Подростковая психика и межличностные отношения
Подростковый возраст обычно называют, и не без оснований, трудным, связывая его трудности с особой «подростковой психикой». Представители биогенетического универсализма конца XIX — начала XX в. понимали подростковый кризис и особенности психики этого возраста как универсальные, а потому неизбежные биологические явления. В 1931 г. Л. С. Выготский писал по этому поводу, что такое понимание «…говорит о том, что сама психология высших функций находится в эмбриональном состоянии; что детской психологии чуждо само понятие развития высших психических функций; что она по необходимости
(подчеркнуто мной. —Если следовать логике биогенетического универсализма, то, чем ближе к первобытной культуре, чем ближе человек к природе, тем более тяжелые формы должен был бы принимать подростковый кризис. Этнография и история говорят об обратном. Начиная с 20—30-х гг. XX в. все больше внимания уделяется социальной детерминации поведения подростков. Оказалось, что в традиционных культурах, где система отношений задавалась устойчивыми традициями, подростковый период протекал достаточно гармонично в социальном плане. Социальные нормы были еще едины для детей и взрослых, детство, как мы уже говорили, не воспринималось как качественно особый период развития личности, понятие о которой тоже было иным, и переход от детства ко взрослости продолжал непрерывную линию развития, не сопровождаясь грубыми кризисами и конфликтами. Да и сегодня жалобы на трудное поведение подростков чаще всего исходят из эмоционально неблагополучных семей: чем более семья сплочена, чем более едины требования ко всем ее членам, чем больше ребенок в течение всей своей жизни чувствует себя признаваемым и полезным членом семьи, тем менее конфликтно протекает пубертатный период.
Ситуация усугубляется закономерностью, подчеркнутой в свое время И. И. Мечниковым: по мере прогрессирующего развития цивилизации увеличивается разрыв между временем наступления физической и социальной зрелости. Л. С. Выготский также видел источник подросткового кризиса в несовпадении темпов общеорганического, полового и социального созревания.

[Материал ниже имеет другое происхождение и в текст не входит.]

//! Exact division, gcd and lcm of sparse polynomials.
//!
//! Division is the classical multivariate division algorithm with a single divisor under the
//! lexicographic order ([`Monomial::lex_cmp`]). The gcd is computed recursively: pick the
//! smallest variable index occurring in either operand as the main variable, split off the
//! contents (gcds of the coefficient polynomials in the other variables), and run a primitive
//! pseudo-remainder sequence on the primitive parts. The result is normalized to be monic with
//! respect to its lexicographic leading coefficient.
use crate::symbolic::algebra_error::{AlgebraError, AlgebraResult};
use crate::symbolic::algebraic_value::AlgebraicValue;
use crate::symbolic::exact_field::QQ;
use crate::symbolic::monomial::Monomial;
use crate::symbolic::rational_function::RationalFunction;
use crate::symbolic::sparse_polynomial::{SparsePolynomial, accumulate, exponent_overflow};
use num::{One, Zero};
use std::collections::BTreeMap;

impl SparsePolynomial {
    /// Leading term with respect to the lexicographic order.
    pub fn lex_leading_term(&self) -> Option<(&Monomial, &QQ)> {
        self.terms().max_by(|a, b| a.0.lex_cmp(b.0))
    }

    /// `self` divided by its lexicographic leading coefficient; zero stays zero.
    pub fn monic(&self) -> SparsePolynomial {
        match self.lex_leading_term() {
            Some((_, lc)) if !lc.is_one() => self.scale(&lc.recip()),
            _ => self.clone(),
        }
    }

    /// Quotient and remainder of the lexicographic division algorithm.
    pub fn div_rem(
        &self,
        divisor: &SparsePolynomial,
    ) -> AlgebraResult<(SparsePolynomial, SparsePolynomial)> {
        let (lead_monomial, lead_coefficient) = divisor.lex_leading_term().ok_or_else(|| {
            AlgebraError::division_by_zero(format!("{} divided by the zero polynomial", self))
        })?;
        let mut rest: BTreeMap<Monomial, QQ> = self.data().clone();
        let mut quotient = BTreeMap::new();
        let mut remainder = BTreeMap::new();
        loop {
            let Some((monomial, coefficient)) = rest
                .iter()
                .max_by(|a, b| a.0.lex_cmp(b.0))
                .map(|(m, c)| (m.clone(), c.clone()))
            else {
                break;
            };
            match monomial.div(lead_monomial) {
                Some(shift) => {
                    let factor = &coefficient / lead_coefficient;
                    for (m, c) in divisor.terms() {
                        let m = shift.checked_mul(m).ok_or_else(exponent_overflow)?;
                        accumulate(&mut rest, m, -(&factor * c));
                    }
                    accumulate(&mut quotient, shift, factor);
                }
                None => {
                    rest.remove(&monomial);
                    accumulate(&mut remainder, monomial, coefficient);
                }
            }
        }
        let gens = self.gens().clone();
        Ok((
            SparsePolynomial::from_map(gens.clone(), quotient),
            SparsePolynomial::from_map(gens, remainder),
        ))
    }

    /// Exact floor division (`//`).
    pub fn floor_div(&self, divisor: &SparsePolynomial) -> AlgebraResult<SparsePolynomial> {
        Ok(self.div_rem(divisor)?.0)
    }

    /// Remainder of the division (`%`).
    pub fn remainder(&self, divisor: &SparsePolynomial) -> AlgebraResult<SparsePolynomial> {
        Ok(self.div_rem(divisor)?.1)
    }

    /// True division: a polynomial when the division is exact, a rational function otherwise.
    pub fn true_div(&self, divisor: &SparsePolynomial) -> AlgebraResult<AlgebraicValue> {
        if let Some(c) = divisor.as_constant() {
            if c.is_zero() {
                return Err(AlgebraError::division_by_zero(format!(
                    "{} divided by the zero polynomial",
                    self
                )));
            }
            return Ok(AlgebraicValue::Polynomial(self.scale(&c.recip())));
        }
        let (quotient, remainder) = self.div_rem(divisor)?;
        if remainder.is_zero() {
            Ok(AlgebraicValue::Polynomial(quotient))
        } else {
            Ok(AlgebraicValue::RationalFunction(RationalFunction::new(
                self.clone(),
                divisor.clone(),
            )?))
        }
    }

    /// Monic gcd of a list of polynomials.
    /// ```
    /// use RustedExactAlgebra::symbolic::sparse_polynomial::SparsePolynomial;
    /// let vars = ["x", "y"];
    /// let a = SparsePolynomial::from_string("x^2 - y^2", &vars).unwrap();
    /// let b = SparsePolynomial::from_string("2*x + 2*y", &vars).unwrap();
    /// let g = SparsePolynomial::gcd(&[a, b]).unwrap();
    /// assert_eq!(g, SparsePolynomial::from_string("x + y", &vars).unwrap());
    /// ```
    pub fn gcd(polys: &[SparsePolynomial]) -> AlgebraResult<SparsePolynomial> {
        let (first, rest) = polys
            .split_first()
            .ok_or_else(|| AlgebraError::invalid_argument("gcd of an empty list"))?;
        Ok(rest
            .iter()
            .fold(first.monic(), |acc, p| gcd_pair(&acc, p)))
    }

    /// Monic lcm of a list of polynomials.
    pub fn lcm(polys: &[SparsePolynomial]) -> AlgebraResult<SparsePolynomial> {
        let (first, rest) = polys
            .split_first()
            .ok_or_else(|| AlgebraError::invalid_argument("lcm of an empty list"))?;
        Ok(rest
            .iter()
            .fold(first.monic(), |acc, p| lcm_pair(&acc, p)))
    }
}

pub(crate) fn gcd_pair(a: &SparsePolynomial, b: &SparsePolynomial) -> SparsePolynomial {
    if a.is_zero() {
        return b.monic();
    }
    if b.is_zero() {
        return a.monic();
    }
    let one = SparsePolynomial::one(a.gens());
    let Some(var) = main_variable(a, b) else {
        return one;
    };
    if a.is_constant() || b.is_constant() {
        return one;
    }
    let content_a = content_in(a, var);
    let content_b = content_in(b, var);
    let content = gcd_pair(&content_a, &content_b);
    let mut f = exact_quotient(a, &content_a);
    let mut g = exact_quotient(b, &content_b);
    if degree_in(&f, var) < degree_in(&g, var) {
        std::mem::swap(&mut f, &mut g);
    }
    while degree_in(&g, var) > 0 {
        let r = pseudo_remainder(&f, &g, var);
        if r.is_zero() {
            break;
        }
        f = g;
        g = primitive_part_in(&r, var);
    }
    // a primitive polynomial free of `var` is a unit
    let g = if degree_in(&g, var) == 0 { one } else { g };
    (&content * &g).monic()
}

pub(crate) fn lcm_pair(a: &SparsePolynomial, b: &SparsePolynomial) -> SparsePolynomial {
    if a.is_zero() || b.is_zero() {
        return SparsePolynomial::zero(a.gens());
    }
    let g = gcd_pair(a, b);
    exact_quotient(&(a * b), &g).monic()
}

/// quotient of a division known to be exact
pub(crate) fn exact_quotient(a: &SparsePolynomial, b: &SparsePolynomial) -> SparsePolynomial {
    match a.div_rem(b) {
        Ok((quotient, remainder)) => {
            debug_assert!(remainder.is_zero(), "{} does not divide {}", b, a);
            quotient
        }
        Err(_) => SparsePolynomial::zero(a.gens()),
    }
}

fn main_variable(a: &SparsePolynomial, b: &SparsePolynomial) -> Option<usize> {
    a.variable_indices()
        .into_iter()
        .chain(b.variable_indices())
        .min()
}

fn degree_in(p: &SparsePolynomial, var: usize) -> u32 {
    p.terms().map(|(m, _)| m.degree_in(var)).max().unwrap_or(0)
}

/// coefficient polynomials of `p` seen as a polynomial in `var`
fn coefficients_in(p: &SparsePolynomial, var: usize) -> BTreeMap<u32, SparsePolynomial> {
    let mut split: BTreeMap<u32, BTreeMap<Monomial, QQ>> = BTreeMap::new();
    for (m, c) in p.terms() {
        let (exponent, rest) = m.split_off(var);
        split.entry(exponent).or_default().insert(rest, c.clone());
    }
    split
        .into_iter()
        .map(|(e, data)| (e, SparsePolynomial::from_map(p.gens().clone(), data)))
        .collect()
}

fn leading_coefficient_in(p: &SparsePolynomial, var: usize) -> (u32, SparsePolynomial) {
    coefficients_in(p, var)
        .into_iter()
        .next_back()
        .unwrap_or_else(|| (0, SparsePolynomial::zero(p.gens())))
}

fn content_in(p: &SparsePolynomial, var: usize) -> SparsePolynomial {
    coefficients_in(p, var)
        .values()
        .fold(SparsePolynomial::zero(p.gens()), |acc, c| gcd_pair(&acc, c))
}

fn primitive_part_in(p: &SparsePolynomial, var: usize) -> SparsePolynomial {
    exact_quotient(p, &content_in(p, var))
}

/// `lc(b)^k * a mod b` in `var`, for some `k >= 0`
fn pseudo_remainder(a: &SparsePolynomial, b: &SparsePolynomial, var: usize) -> SparsePolynomial {
    let (degree_b, lead_b) = leading_coefficient_in(b, var);
    let mut r = a.clone();
    loop {
        let (degree_r, lead_r) = leading_coefficient_in(&r, var);
        if r.is_zero() || degree_r < degree_b {
            return r;
        }
        let shift = Monomial::from_pairs(vec![(var, degree_r - degree_b)]);
        let shift = SparsePolynomial::from_monomial(shift, b.gens());
        r = &(&lead_b * &r) - &(&(&lead_r * &shift) * b);
    }
}

#[cfg(test)]
mod tests {
    use super::*;
    use crate::symbolic::exact_field::qq_int;

    fn poly(text: &str, vars: &[&str]) -> SparsePolynomial {
        SparsePolynomial::from_string(text, vars).unwrap()
    }

    #[test]
    fn univariate_division_with_remainder() {
        let vars = ["x", "y"];
        let p = poly("x**3 + 3*x**2 + 4*x + 5", &vars);
        let d = poly("x+1", &vars);
        let (q, r) = p.div_rem(&d).unwrap();
        assert_eq!(q, poly("x**2 + 2*x + 2", &vars));
        assert_eq!(r, qq_int(3));
        assert_eq!(p.floor_div(&d).unwrap(), q);
        assert_eq!(p.remainder(&d).unwrap(), r);
    }

    #[test]
    fn multivariate_division_uses_lex_order() {
        let vars = ["x", "y"];
        let p = poly("x**3 + 3*x**2 + 4*x + 5", &vars);
        let d = poly("x + y", &vars);
        let (q, r) = p.div_rem(&d).unwrap();
        assert_eq!(q, poly("x**2 - x*y + 3*x + y**2 - 3*y + 4", &vars));
        assert_eq!(r, poly("5 - y**3 + 3*y**2 - 4*y", &vars));
        assert_eq!(&(&q * &d) + &r, p);
    }

    #[test]
    fn exact_true_division_stays_polynomial() {
        let vars = ["x", "y"];
        let p = poly("x^2 + 2*x*y + y^2", &vars);
        let d = poly("x+y", &vars);
        assert_eq!(
            p.true_div(&d).unwrap(),
            AlgebraicValue::Polynomial(poly("x + y", &vars))
        );
        assert!(matches!(
            poly("x", &vars).true_div(&d).unwrap(),
            AlgebraicValue::RationalFunction(_)
        ));
        assert_eq!(
            p.true_div(&poly("4", &vars)).unwrap(),
            AlgebraicValue::Polynomial(poly("(x+y)^2/4", &vars))
        );
    }

    #[test]
    fn division_by_zero_polynomial() {
        let vars = ["x"];
        let zero = SparsePolynomial::zero(&vars);
        assert!(matches!(
            poly("x", &vars).div_rem(&zero),
            Err(AlgebraError::DivisionByZero(_))
        ));
        assert!(matches!(
            poly("x", &vars).true_div(&zero),
            Err(AlgebraError::DivisionByZero(_))
        ));
    }

    #[test]
    fn gcd_of_multivariate_polynomials() {
        let vars = ["x", "y", "z"];
        let common = poly("x*y - z + 2", &vars);
        let a = &common * &poly("x + z", &vars);
        let b = &common * &poly("3*y^2 - x", &vars);
        let g = SparsePolynomial::gcd(&[a.clone(), b.clone()]).unwrap();
        assert_eq!(g, common.monic());
        let one = SparsePolynomial::gcd(&[poly("x + 1", &vars), poly("y - 1", &vars)]).unwrap();
        assert!(one.is_unitary());
    }

    #[test]
    fn gcd_with_contents_in_other_variables() {
        let vars = ["x", "y"];
        // y*(x - 1)*(x + y) and y^2*(x - 1)
        let a = poly("y*(x - 1)*(x + y)", &vars);
        let b = poly("y^2*(x - 1)", &vars);
        let g = SparsePolynomial::gcd(&[a, b]).unwrap();
        assert_eq!(g, poly("y*(x - 1)", &vars));
    }

    #[test]
    fn gcd_and_lcm_edge_cases() {
        let vars = ["x"];
        assert!(SparsePolynomial::gcd(&[]).is_err());
        assert!(SparsePolynomial::lcm(&[]).is_err());
        let p = poly("2*x + 4", &vars);
        let zero = SparsePolynomial::zero(&vars);
        assert_eq!(SparsePolynomial::gcd(&[p.clone(), zero.clone()]).unwrap(), poly("x + 2", &vars));
        assert!(SparsePolynomial::gcd(&[zero.clone(), zero.clone()]).unwrap().is_zero());
        assert!(SparsePolynomial::lcm(&[p.clone(), zero]).unwrap().is_zero());
        let l = SparsePolynomial::lcm(&[poly("x^2 - 1", &vars), poly("x^2 + 2*x + 1", &vars)]).unwrap();
        assert_eq!(l, poly("(x - 1)*(x + 1)^2", &vars));
    }
}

С одной стороны, чем более развита цивилизация, тем больше времени требуется на подготовку ко взрослой жизни. С другой, физическая и половая зрелость достигается теперь раньше. В начале 80-х гг. А. Е. Личко отметил, что физическая и половая зрелость опережают социальную на 5—7 лет. И чем больше это опережение, тем более вероятно конфликтное протекание подросткового периода. А так как современные общества практически утратили обряды инициации, присущие традиционным культурам, вчерашние дети входят в мир взрослых сегодня поодиночке и незаметно, а решавшиеся обществом во время инициаций психологические задачи оказываются теперь в изрядной части переложенными на плечи подростков.